#### [Work item]
Report each line from the entries in which "credentials" can be found.

↓↓↓

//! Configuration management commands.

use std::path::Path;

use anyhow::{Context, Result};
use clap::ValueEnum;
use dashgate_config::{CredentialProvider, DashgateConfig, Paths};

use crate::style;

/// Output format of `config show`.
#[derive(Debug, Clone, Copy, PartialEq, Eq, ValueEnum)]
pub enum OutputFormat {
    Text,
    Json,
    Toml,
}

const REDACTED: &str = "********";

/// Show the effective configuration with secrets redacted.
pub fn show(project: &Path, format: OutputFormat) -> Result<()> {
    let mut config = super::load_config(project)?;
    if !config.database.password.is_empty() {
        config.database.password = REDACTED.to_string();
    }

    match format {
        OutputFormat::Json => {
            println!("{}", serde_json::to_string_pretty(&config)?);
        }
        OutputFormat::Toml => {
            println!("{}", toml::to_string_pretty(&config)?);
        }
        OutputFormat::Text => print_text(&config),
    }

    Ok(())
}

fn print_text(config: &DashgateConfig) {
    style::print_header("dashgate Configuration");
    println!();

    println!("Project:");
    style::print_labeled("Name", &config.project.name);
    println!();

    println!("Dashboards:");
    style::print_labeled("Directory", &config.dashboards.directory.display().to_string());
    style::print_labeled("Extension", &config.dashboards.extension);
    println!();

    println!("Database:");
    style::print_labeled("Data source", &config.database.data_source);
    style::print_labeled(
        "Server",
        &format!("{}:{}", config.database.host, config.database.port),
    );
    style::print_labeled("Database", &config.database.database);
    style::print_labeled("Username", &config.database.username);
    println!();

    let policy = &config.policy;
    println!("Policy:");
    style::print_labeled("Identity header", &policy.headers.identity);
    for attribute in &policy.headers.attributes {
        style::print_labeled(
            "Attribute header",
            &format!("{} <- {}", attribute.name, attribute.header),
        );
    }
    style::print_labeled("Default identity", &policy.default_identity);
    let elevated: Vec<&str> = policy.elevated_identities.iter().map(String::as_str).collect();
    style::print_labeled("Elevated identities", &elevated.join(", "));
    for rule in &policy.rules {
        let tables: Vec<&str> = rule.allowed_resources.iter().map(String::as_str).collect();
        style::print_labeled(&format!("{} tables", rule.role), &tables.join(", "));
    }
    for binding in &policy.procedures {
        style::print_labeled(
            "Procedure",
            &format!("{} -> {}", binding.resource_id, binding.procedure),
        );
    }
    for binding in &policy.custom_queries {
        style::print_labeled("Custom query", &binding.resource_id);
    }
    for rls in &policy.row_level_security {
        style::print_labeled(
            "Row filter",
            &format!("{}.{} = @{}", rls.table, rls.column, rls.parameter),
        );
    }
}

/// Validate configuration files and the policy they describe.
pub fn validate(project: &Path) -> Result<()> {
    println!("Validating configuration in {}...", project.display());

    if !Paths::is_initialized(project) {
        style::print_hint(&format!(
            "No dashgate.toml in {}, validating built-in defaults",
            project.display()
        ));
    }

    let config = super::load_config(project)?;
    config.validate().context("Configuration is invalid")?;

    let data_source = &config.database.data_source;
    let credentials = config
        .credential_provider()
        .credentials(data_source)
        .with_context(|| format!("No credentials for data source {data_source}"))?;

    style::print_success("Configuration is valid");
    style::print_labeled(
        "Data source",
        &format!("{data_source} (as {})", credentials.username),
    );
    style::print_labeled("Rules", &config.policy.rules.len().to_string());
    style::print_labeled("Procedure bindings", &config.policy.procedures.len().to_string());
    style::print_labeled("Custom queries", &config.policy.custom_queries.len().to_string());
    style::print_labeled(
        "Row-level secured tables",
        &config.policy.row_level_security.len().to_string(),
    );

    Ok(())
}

↑↑↑
↓↓↓

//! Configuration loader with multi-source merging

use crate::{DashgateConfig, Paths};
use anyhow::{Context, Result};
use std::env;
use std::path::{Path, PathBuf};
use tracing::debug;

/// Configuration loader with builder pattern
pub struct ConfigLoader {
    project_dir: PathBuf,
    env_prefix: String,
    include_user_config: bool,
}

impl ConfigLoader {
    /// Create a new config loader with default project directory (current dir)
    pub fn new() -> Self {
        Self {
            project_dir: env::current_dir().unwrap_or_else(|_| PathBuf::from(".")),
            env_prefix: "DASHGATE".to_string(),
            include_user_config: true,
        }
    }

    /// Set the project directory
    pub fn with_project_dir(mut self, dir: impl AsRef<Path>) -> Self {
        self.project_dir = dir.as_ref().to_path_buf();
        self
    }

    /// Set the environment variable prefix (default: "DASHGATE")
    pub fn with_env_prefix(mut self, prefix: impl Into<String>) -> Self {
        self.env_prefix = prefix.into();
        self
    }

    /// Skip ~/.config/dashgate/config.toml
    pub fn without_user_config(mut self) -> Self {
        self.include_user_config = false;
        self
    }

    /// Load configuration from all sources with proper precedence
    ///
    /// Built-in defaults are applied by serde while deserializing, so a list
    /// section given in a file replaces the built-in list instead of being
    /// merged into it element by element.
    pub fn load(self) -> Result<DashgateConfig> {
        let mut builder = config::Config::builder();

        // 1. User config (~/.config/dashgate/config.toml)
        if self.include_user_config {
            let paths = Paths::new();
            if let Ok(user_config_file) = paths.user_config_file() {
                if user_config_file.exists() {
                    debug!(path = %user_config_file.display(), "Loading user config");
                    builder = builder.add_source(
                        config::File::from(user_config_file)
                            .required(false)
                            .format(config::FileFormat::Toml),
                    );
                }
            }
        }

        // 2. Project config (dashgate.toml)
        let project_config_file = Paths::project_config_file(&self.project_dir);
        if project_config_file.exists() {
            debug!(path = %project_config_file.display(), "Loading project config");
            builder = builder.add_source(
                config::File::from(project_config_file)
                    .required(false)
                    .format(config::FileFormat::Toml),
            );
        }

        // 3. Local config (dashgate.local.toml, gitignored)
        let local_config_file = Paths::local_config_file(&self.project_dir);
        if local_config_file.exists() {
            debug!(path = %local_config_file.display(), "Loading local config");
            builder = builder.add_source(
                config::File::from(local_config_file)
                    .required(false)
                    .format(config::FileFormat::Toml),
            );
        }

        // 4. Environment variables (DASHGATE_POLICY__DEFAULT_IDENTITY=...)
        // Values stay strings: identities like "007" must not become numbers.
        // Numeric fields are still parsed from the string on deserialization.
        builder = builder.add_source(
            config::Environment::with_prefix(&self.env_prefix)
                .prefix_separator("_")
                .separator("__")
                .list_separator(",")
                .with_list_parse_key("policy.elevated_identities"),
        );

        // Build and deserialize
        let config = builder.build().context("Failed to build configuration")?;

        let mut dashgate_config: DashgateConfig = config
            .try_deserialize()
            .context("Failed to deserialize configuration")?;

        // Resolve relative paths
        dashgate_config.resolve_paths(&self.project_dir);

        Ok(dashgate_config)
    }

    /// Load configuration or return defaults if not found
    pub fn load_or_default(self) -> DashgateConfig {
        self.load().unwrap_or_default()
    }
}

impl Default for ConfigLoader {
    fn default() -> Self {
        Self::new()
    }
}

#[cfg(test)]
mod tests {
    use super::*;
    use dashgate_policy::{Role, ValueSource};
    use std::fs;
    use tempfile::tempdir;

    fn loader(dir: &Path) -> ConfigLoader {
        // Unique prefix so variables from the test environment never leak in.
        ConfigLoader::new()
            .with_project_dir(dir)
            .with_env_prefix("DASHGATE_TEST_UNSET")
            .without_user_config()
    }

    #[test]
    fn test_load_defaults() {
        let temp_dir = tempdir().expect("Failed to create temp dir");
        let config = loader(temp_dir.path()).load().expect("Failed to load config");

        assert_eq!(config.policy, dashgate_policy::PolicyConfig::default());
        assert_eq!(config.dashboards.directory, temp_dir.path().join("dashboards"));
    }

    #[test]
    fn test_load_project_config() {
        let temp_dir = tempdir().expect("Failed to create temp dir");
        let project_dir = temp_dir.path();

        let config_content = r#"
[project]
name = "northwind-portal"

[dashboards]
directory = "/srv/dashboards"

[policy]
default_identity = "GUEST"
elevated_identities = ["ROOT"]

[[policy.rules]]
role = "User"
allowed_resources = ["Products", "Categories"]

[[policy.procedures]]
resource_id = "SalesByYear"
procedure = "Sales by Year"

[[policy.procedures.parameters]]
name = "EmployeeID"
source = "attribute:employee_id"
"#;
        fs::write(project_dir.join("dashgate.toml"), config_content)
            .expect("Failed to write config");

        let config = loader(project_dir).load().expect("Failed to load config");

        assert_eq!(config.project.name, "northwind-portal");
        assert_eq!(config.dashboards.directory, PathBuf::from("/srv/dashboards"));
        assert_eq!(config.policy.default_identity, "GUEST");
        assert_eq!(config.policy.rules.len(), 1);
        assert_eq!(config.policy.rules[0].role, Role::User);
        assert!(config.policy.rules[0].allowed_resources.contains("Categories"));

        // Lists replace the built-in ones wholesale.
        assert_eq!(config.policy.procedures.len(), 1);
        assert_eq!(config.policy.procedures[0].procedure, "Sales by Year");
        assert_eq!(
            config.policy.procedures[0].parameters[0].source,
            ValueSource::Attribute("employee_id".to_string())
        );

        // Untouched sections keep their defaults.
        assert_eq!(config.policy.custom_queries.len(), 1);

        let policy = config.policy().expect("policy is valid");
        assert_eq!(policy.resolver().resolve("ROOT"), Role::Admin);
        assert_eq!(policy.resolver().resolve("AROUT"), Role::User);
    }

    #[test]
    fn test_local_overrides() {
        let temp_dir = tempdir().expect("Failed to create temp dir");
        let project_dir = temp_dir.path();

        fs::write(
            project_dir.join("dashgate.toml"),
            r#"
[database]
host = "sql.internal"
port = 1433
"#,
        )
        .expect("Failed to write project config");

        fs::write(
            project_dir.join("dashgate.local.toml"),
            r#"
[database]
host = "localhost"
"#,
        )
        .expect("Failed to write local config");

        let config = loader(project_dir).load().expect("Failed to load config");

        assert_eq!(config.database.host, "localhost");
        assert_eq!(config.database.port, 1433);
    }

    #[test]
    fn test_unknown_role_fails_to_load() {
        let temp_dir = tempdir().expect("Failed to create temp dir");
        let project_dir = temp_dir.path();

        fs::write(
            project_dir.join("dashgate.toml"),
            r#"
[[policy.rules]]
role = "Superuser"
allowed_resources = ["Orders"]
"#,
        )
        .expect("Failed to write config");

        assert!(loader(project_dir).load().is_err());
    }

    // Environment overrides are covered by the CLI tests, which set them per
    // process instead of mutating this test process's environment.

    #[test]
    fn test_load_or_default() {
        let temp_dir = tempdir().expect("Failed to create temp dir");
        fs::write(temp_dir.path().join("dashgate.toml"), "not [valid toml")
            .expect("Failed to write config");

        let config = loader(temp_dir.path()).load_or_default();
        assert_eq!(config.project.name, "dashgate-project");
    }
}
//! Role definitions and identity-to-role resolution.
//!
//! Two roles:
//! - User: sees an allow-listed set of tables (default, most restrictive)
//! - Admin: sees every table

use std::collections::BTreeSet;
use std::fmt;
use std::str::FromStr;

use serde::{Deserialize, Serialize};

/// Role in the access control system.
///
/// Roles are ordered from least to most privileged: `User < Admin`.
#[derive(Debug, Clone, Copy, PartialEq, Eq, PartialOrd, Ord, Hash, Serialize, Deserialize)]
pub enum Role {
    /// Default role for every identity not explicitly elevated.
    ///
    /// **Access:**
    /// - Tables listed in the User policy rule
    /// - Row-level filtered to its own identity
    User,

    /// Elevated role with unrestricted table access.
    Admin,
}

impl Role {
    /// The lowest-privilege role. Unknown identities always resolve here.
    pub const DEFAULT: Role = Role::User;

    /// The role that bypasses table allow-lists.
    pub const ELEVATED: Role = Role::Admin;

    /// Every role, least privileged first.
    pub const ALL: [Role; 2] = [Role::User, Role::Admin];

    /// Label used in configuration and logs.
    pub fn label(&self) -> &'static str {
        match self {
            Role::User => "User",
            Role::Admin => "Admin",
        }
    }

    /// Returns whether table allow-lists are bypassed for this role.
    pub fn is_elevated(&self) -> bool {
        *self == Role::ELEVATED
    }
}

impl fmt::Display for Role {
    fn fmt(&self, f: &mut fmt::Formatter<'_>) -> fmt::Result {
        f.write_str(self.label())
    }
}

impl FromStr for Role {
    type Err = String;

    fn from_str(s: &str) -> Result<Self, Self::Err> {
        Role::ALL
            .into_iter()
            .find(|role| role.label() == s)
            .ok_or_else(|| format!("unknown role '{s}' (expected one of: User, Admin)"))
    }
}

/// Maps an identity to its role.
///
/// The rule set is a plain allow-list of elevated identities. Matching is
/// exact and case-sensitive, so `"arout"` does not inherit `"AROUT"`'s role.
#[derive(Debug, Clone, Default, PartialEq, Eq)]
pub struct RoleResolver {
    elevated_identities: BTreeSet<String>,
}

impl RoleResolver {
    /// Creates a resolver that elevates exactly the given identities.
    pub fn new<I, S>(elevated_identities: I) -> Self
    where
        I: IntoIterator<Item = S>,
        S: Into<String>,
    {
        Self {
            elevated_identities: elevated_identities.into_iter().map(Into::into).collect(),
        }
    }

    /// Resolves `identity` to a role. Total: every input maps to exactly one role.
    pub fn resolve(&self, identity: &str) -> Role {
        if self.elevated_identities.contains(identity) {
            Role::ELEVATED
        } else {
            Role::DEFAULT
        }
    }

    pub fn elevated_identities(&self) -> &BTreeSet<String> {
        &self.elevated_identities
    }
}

↑↑↑

#### [Output for this task]
    let credentials = config
        .credentials(data_source)
        .with_context(|| format!("No credentials for data source {data_source}"))?;
        &format!("{data_source} (as {})", credentials.username),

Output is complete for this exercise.